Variation of HADS overall scores and anxiety and depression subdomain scores in the two treatment groups during the study period. Values are mean ± SD shown by vertical bars. Red line, surgery group; violet line, NETA group. (A) Total scores. (B) Anxiety subscale scores. (C) Depression subscale scores. HADS, hospital anxiety and depression scale.

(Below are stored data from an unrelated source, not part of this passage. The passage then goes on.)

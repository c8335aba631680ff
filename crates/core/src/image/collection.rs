//! Unordered sets of scenes over a common AOI

use super::RasterImage;
use crate::bbox::BBox;
use crate::time::MonthWindow;
use chrono::{DateTime, Utc};
use std::sync::Arc;

/// A set of [`RasterImage`]s sharing an AOI.
///
/// Images are held behind `Arc`, so filtering produces a new collection
/// without copying pixel data and never mutates the source collection.
#[derive(Debug, Clone, Default)]
pub struct ImageCollection {
    images: Vec<Arc<RasterImage>>,
}

impl ImageCollection {
    pub fn new() -> Self {
        Self::default()
    }

    pub fn from_images(images: impl IntoIterator<Item = RasterImage>) -> Self {
        Self {
            images: images.into_iter().map(Arc::new).collect(),
        }
    }

    pub fn push(&mut self, image: RasterImage) {
        self.images.push(Arc::new(image));
    }

    pub fn len(&self) -> usize {
        self.images.len()
    }

    pub fn is_empty(&self) -> bool {
        self.images.is_empty()
    }

    pub fn iter(&self) -> impl Iterator<Item = &RasterImage> {
        self.images.iter().map(|i| i.as_ref())
    }

    /// Shared handles to the images
    pub fn images(&self) -> &[Arc<RasterImage>] {
        &self.images
    }

    /// Images whose timestamp lies in `[start, end)`
    pub fn filter_date(&self, start: DateTime<Utc>, end: DateTime<Utc>) -> ImageCollection {
        self.filter(|img| img.timestamp() >= start && img.timestamp() < end)
    }

    /// Images acquired inside a month window
    pub fn filter_window(&self, window: &MonthWindow) -> ImageCollection {
        self.filter(|img| window.contains(&img.timestamp()))
    }

    /// Images whose WGS84 footprint intersects `aoi`. Images whose footprint
    /// cannot be computed are dropped.
    pub fn filter_bounds(&self, aoi: &BBox) -> ImageCollection {
        self.filter(|img| matches!(img.footprint_wgs84(), Ok(Some(fp)) if fp.intersects(aoi)))
    }

    /// Images for which `keep` holds
    pub fn filter<F: Fn(&RasterImage) -> bool>(&self, keep: F) -> ImageCollection {
        ImageCollection {
            images: self.images.iter().filter(|i| keep(i)).cloned().collect(),
        }
    }

    /// Images ordered by acquisition time, ties broken by id
    pub fn sorted_by_time(&self) -> ImageCollection {
        let mut images = self.images.clone();
        images.sort_by(|a, b| {
            a.timestamp()
                .cmp(&b.timestamp())
                .then_with(|| a.id().cmp(b.id()))
        });
        ImageCollection { images }
    }
}

impl FromIterator<RasterImage> for ImageCollection {
    fn from_iter<I: IntoIterator<Item = RasterImage>>(iter: I) -> Self {
        Self::from_images(iter)
    }
}

impl FromIterator<Arc<RasterImage>> for ImageCollection {
    fn from_iter<I: IntoIterator<Item = Arc<RasterImage>>>(iter: I) -> Self {
        Self {
            images: iter.into_iter().collect(),
        }
    }
}
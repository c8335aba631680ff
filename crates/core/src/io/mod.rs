//! I/O for GeoTIFF bands and scene manifests

mod manifest;
mod native;

pub use manifest::{ManifestSource, SceneEntry, SceneManifest};
pub use native::{
    read_geotiff, read_geotiff_from_buffer, write_geotiff, write_geotiff_to_buffer,
    write_masked_geotiff, GeoTiffOptions,
};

The EHP-30 score variation during the study period is shown in Fig. 3. At baseline, the subjects in the progestin treatment group performed significantly worse than those in the surgery group in three dimensions (pain, control and powerlessness and medical profession) (Fig. 3A, B and I). At the 3-month evaluation, the women who underwent surgery scored significantly better in emotional well-being, social support, self-image, sexual intercourse, treatment and infertility (Fig. 3C–E, G, L and M). At 6 months, the comparison was more balanced, as a significant difference in favour of the surgery group was observed only in three modular dimensions, namely, control and powerlessness, self-image and sexual intercourse (Fig. 3B, E and G). Health-related quality of life further improved in the progestin group during the second half of the study period, and, at final assessment, significant differences were observed in control and powerlessness, work and relationship with children in favour of women who chose medical therapy (Fig. 3B, F and H). Only the score relative to the modular domain medical profession was better in the surgery group (Fig. 3I). In summary, a significant amelioration in average EHP scores from baseline to 12-month follow-up was observed for all domains in both the surgical and the progestin group. For women who underwent surgery, mean scores showed a dramatic reduction at 3 months, but crept back at 12 months, whereas for those women who underwent progestin treatment, the EHP-30 score reduced slowly over time.



(Enlarge Image)



Figure 3.



Variation of EHP-30 scores in the two treatment groups during the study period. Values are mean ± SD shown by vertical bars. EHP subdomains scores range from 0 to 100. Lower score indicates fewer negative symptoms. Red line, surgery group; violet line, NETA group. (A) Pain domain scores. (B) Control and powerlessness domain scores. (C) Emotional well-being domain scores. (D) Social support domain scores. (E) Self-image domain scores. (F) Work domain scores. (G) Sexual intercourse domain scores. (H) Relationship with children domain scores. (I) Medical profession domain scores. (L) Treatment domain scores. (M) Infertility domain scores. P-values are from random intercept model adjusted for age, parity, BMI, endometriosis stage, ovarian endometriomas and rectovaginal lesions. EHP-30, endometriosis health profile-30.